Un autre courrier demande cent fusils pour se défendre
« des vols et des pillages commis presque
journellement ». (A.D. Côtes-d'Armor,
75L4)
Le
dimanche 21 octobre 1798, en pleine jeunesse, Anne Fol meurt à
la Ville Auvé : elle a 18 ans. Son père Claude et son
grand-père Jean Le Provost sont nommés dans l'acte de
décès et de sépulture ainsi que Sylvestre
Monjaret, un voisin de la Ville Auvé. Des quatre enfants de
Claude, un seul survit donc : c'est notre ancêtre Jean Louis.
Mais
Claude doit attendre un peu plus de deux ans pour avoir le bonheur de
voir son fils se marier. Le 8 pluviose an IX (mercredi 28 janvier 1801)
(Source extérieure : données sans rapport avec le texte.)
#![deny(unsafe_code)]

//! Configuration loading and validation for the context hydrator.
//!
//! Loads TOML configuration files, layers the supported environment
//! variables on top, and validates the result. [`AppConfig`] is the
//! central configuration structure shared by the proxy, the caches, the
//! website providers and the bang-command registry.

use std::path::Path;

use serde::{Deserialize, Serialize};
use tracing::debug;

/// Environment variable overriding [`CacheConfig::redis_url`].
pub const ENV_REDIS_URL: &str = "REDIS_URL";
/// Environment variable overriding [`BooksConfig::dir`].
pub const ENV_BOOKS_DIR: &str = "BOOKS_DIR_PATH";
/// Environment variable overriding [`ProxyConfig::upstream_url`].
pub const ENV_UPSTREAM_URL: &str = "UPSTREAM_URL";
/// Environment variable overriding [`WebsiteConfig::ingest_url`].
pub const ENV_INGEST_URL: &str = "INGEST_API_URL";

/// Errors that can occur during configuration loading and validation.
#[derive(Debug, thiserror::Error)]
pub enum ConfigError {
    #[error("failed to read config file: {0}")]
    Io(#[from] std::io::Error),

    #[error("failed to parse TOML: {0}")]
    Parse(#[from] toml::de::Error),

    #[error("validation error: {0}")]
    Validation(String),
}

/// Top-level application configuration.
#[derive(Debug, Default, Clone, Serialize, Deserialize)]
pub struct AppConfig {
    /// Forwarding proxy configuration.
    #[serde(default)]
    pub proxy: ProxyConfig,

    /// TTL cache configuration.
    #[serde(default)]
    pub cache: CacheConfig,

    /// Local document (book) store configuration.
    #[serde(default)]
    pub books: BooksConfig,

    /// Website context provider configuration.
    #[serde(default)]
    pub website: WebsiteConfig,

    /// Logging configuration.
    #[serde(default)]
    pub logging: LoggingConfig,
}

/// Configuration for the forwarding proxy.
#[derive(Debug, Clone, Serialize, Deserialize)]
pub struct ProxyConfig {
    /// Address the proxy listens on.
    #[serde(default = "default_listen_addr")]
    pub listen_addr: String,

    /// Port the proxy listens on.
    #[serde(default = "default_listen_port")]
    pub listen_port: u16,

    /// Base URL of the downstream model endpoint.
    #[serde(default = "default_upstream_url")]
    pub upstream_url: String,

    /// Timeout for a forwarded request, in seconds.
    #[serde(default = "default_request_timeout_secs")]
    pub request_timeout_secs: u64,
}

impl Default for ProxyConfig {
    fn default() -> Self {
        Self {
            listen_addr: default_listen_addr(),
            listen_port: default_listen_port(),
            upstream_url: default_upstream_url(),
            request_timeout_secs: default_request_timeout_secs(),
        }
    }
}

fn default_listen_addr() -> String {
    "0.0.0.0".to_string()
}

fn default_listen_port() -> u16 {
    9000
}

fn default_upstream_url() -> String {
    "http://127.0.0.1:30001".to_string()
}

fn default_request_timeout_secs() -> u64 {
    120
}

/// Configuration for the TTL cache and its Redis backing store.
#[derive(Debug, Clone, Serialize, Deserialize)]
pub struct CacheConfig {
    /// Whether to try the Redis backing store at all. When disabled the
    /// TTL cache runs purely in memory.
    #[serde(default = "default_cache_enabled")]
    pub enabled: bool,

    /// Redis connection string.
    #[serde(default = "default_redis_url")]
    pub redis_url: String,

    /// Entry lifetime in seconds.
    #[serde(default = "default_ttl_secs")]
    pub ttl_secs: u64,
}

impl Default for CacheConfig {
    fn default() -> Self {
        Self {
            enabled: default_cache_enabled(),
            redis_url: default_redis_url(),
            ttl_secs: default_ttl_secs(),
        }
    }
}

fn default_cache_enabled() -> bool {
    true
}

fn default_redis_url() -> String {
    "redis://localhost:6379".to_string()
}

fn default_ttl_secs() -> u64 {
    300
}

/// Configuration for the local book directory.
#[derive(Debug, Clone, Serialize, Deserialize)]
pub struct BooksConfig {
    /// Directory scanned once at startup for `.txt` documents.
    #[serde(default = "default_books_dir")]
    pub dir: String,
}

impl Default for BooksConfig {
    fn default() -> Self {
        Self {
            dir: default_books_dir(),
        }
    }
}

fn default_books_dir() -> String {
    "./context/books/".to_string()
}

/// Which website provider resolves URL references.
#[derive(Debug, Clone, Copy, PartialEq, Eq, Default, Serialize, Deserialize)]
#[serde(rename_all = "snake_case")]
pub enum WebsiteProviderKind {
    /// Remote resource-ingestion API.
    #[default]
    Ingest,
    /// Deterministic offline stub.
    Stub,
}

/// Configuration for the website context provider.
#[derive(Debug, Clone, Serialize, Deserialize)]
pub struct WebsiteConfig {
    /// Provider implementation to use.
    #[serde(default)]
    pub provider: WebsiteProviderKind,

    /// Base URL of the resource-ingestion API.
    #[serde(default = "default_ingest_url")]
    pub ingest_url: String,

    /// Timeout for one ingestion request, in seconds.
    #[serde(default = "default_ingest_timeout_secs")]
    pub timeout_secs: u64,
}

impl Default for WebsiteConfig {
    fn default() -> Self {
        Self {
            provider: WebsiteProviderKind::default(),
            ingest_url: default_ingest_url(),
            timeout_secs: default_ingest_timeout_secs(),
        }
    }
}

fn default_ingest_url() -> String {
    "http://127.0.0.1:8000".to_string()
}

fn default_ingest_timeout_secs() -> u64 {
    180
}

/// Logging configuration.
#[derive(Debug, Clone, Serialize, Deserialize)]
pub struct LoggingConfig {
    /// Log level filter (e.g. "info", "debug", "trace").
    #[serde(default = "default_log_level")]
    pub level: String,
}

impl Default for LoggingConfig {
    fn default() -> Self {
        Self {
            level: default_log_level(),
        }
    }
}

fn default_log_level() -> String {
    "info".to_string()
}

impl AppConfig {
    /// Load configuration from a TOML file at the given path using async I/O.
    ///
    /// Environment overrides are applied before validation.
    pub async fn load(path: &Path) -> Result<Self, ConfigError> {
        let content = tokio::fs::read_to_string(path).await?;
        let mut config: AppConfig = toml::from_str(&content)?;
        config.apply_env(|name| std::env::var(name).ok());
        config.validate()?;
        Ok(config)
    }

    /// Parse configuration from a TOML string. No environment overrides.
    pub fn parse(s: &str) -> Result<Self, ConfigError> {
        let config: AppConfig = toml::from_str(s)?;
        config.validate()?;
        Ok(config)
    }

    /// Default configuration with environment overrides applied.
    pub fn from_env() -> Result<Self, ConfigError> {
        let mut config = AppConfig::default();
        config.apply_env(|name| std::env::var(name).ok());
        config.validate()?;
        Ok(config)
    }

    /// Overlay environment variables using the given lookup.
    ///
    /// Empty values are ignored.
    pub fn apply_env<F>(&mut self, lookup: F)
    where
        F: Fn(&str) -> Option<String>,
    {
        let get = |name: &str| lookup(name).filter(|v| !v.trim().is_empty());

        if let Some(url) = get(ENV_REDIS_URL) {
            debug!(var = ENV_REDIS_URL, "Overriding cache.redis_url from environment");
            self.cache.redis_url = url;
        }
        if let Some(dir) = get(ENV_BOOKS_DIR) {
            debug!(var = ENV_BOOKS_DIR, "Overriding books.dir from environment");
            self.books.dir = dir;
        }
        if let Some(url) = get(ENV_UPSTREAM_URL) {
            debug!(var = ENV_UPSTREAM_URL, "Overriding proxy.upstream_url from environment");
            self.proxy.upstream_url = url;
        }
        if let Some(url) = get(ENV_INGEST_URL) {
            debug!(var = ENV_INGEST_URL, "Overriding website.ingest_url from environment");
            self.website.ingest_url = url;
        }
    }

    /// Validate the configuration.
    pub fn validate(&self) -> Result<(), ConfigError> {
        if self.proxy.listen_port == 0 {
            return Err(ConfigError::Validation(
                "proxy.listen_port must be non-zero".to_string(),
            ));
        }
        if self.proxy.listen_addr.is_empty() {
            return Err(ConfigError::Validation(
                "proxy.listen_addr must not be empty".to_string(),
            ));
        }
        check_http_url("proxy.upstream_url", &self.proxy.upstream_url)?;
        if self.proxy.request_timeout_secs == 0 {
            return Err(ConfigError::Validation(
                "proxy.request_timeout_secs must be non-zero".to_string(),
            ));
        }

        if self.cache.ttl_secs == 0 {
            return Err(ConfigError::Validation(
                "cache.ttl_secs must be non-zero".to_string(),
            ));
        }
        if self.cache.enabled && !self.cache.redis_url.starts_with("redis") {
            return Err(ConfigError::Validation(format!(
                "cache.redis_url must be a redis:// or rediss:// URL, got {:?}",
                self.cache.redis_url
            )));
        }

        if self.books.dir.is_empty() {
            return Err(ConfigError::Validation(
                "books.dir must not be empty".to_string(),
            ));
        }

        if self.website.provider == WebsiteProviderKind::Ingest {
            check_http_url("website.ingest_url", &self.website.ingest_url)?;
        }
        if self.website.timeout_secs == 0 {
            return Err(ConfigError::Validation(
                "website.timeout_secs must be non-zero".to_string(),
            ));
        }

        let valid_levels = ["error", "warn", "info", "debug", "trace"];
        if !valid_levels.contains(&self.logging.level.as_str()) {
            return Err(ConfigError::Validation(format!(
                "logging.level must be one of {:?}, got {:?}",
                valid_levels, self.logging.level
            )));
        }

        Ok(())
    }
}

fn check_http_url(field: &str, url: &str) -> Result<(), ConfigError> {
    if url.starts_with("http://") || url.starts_with("https://") {
        Ok(())
    } else {
        Err(ConfigError::Validation(format!(
            "{field} must be an http:// or https:// URL, got {url:?}"
        )))
    }
}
au Foeil, Jean Louis Fol épouse Jeanne Mathurine
Théfo, fille de Charles Marie Théfo et de Magdeleine
Beloeil. Il a 21 ans et elle 23. L'acte de mariage précise que
Jean Louis Fol est fils de Claude Fol demeurant à
Cohiniac et de défunte Françoise Le Provost.
Claude Fol est donc toujours vivant à cette date mais
curieusement son nom n'apparaît pas dans la liste des
témoins : Charles Théfo, 62 ans, père de la
mariée de Linglorec, François Reux et Pierre Bannois,
les
deux de La Micaudière et Jean Le Provost. Tous sont
cultivateurs au Foeil. Jean Le Provost est le grand-père
maternel du jeune marié.
Pour quelle raison Claude
Fol, qui a
alors 56 ans, n'est-il pas présent au mariage de son fils ?
Est-ce son état de santé qui l'en empêche ?
Nous
n'avons pas actuellement de réponse à cette question.
Mais, bien que nous n'ayons pas découvert son acte de
décès, nous pouvons penser que Claude Fol meurt en
1801
ou au début de1802 à environ 58 ans.
La
mort
continue de frapper cette même année : Le 24 mai,
Jeanne
Madeleine, le premier enfant de Jean Louis, meurt à moins d'un
an. Le 21 septembre, c'est Jeanne Mathurine Théfo, son
épouse qui décède à l'âge
de 24 ans.
Le 27 frimaire an XI (18 décembre 1802), Jean Le Provost meurt
à la Ville Auvé.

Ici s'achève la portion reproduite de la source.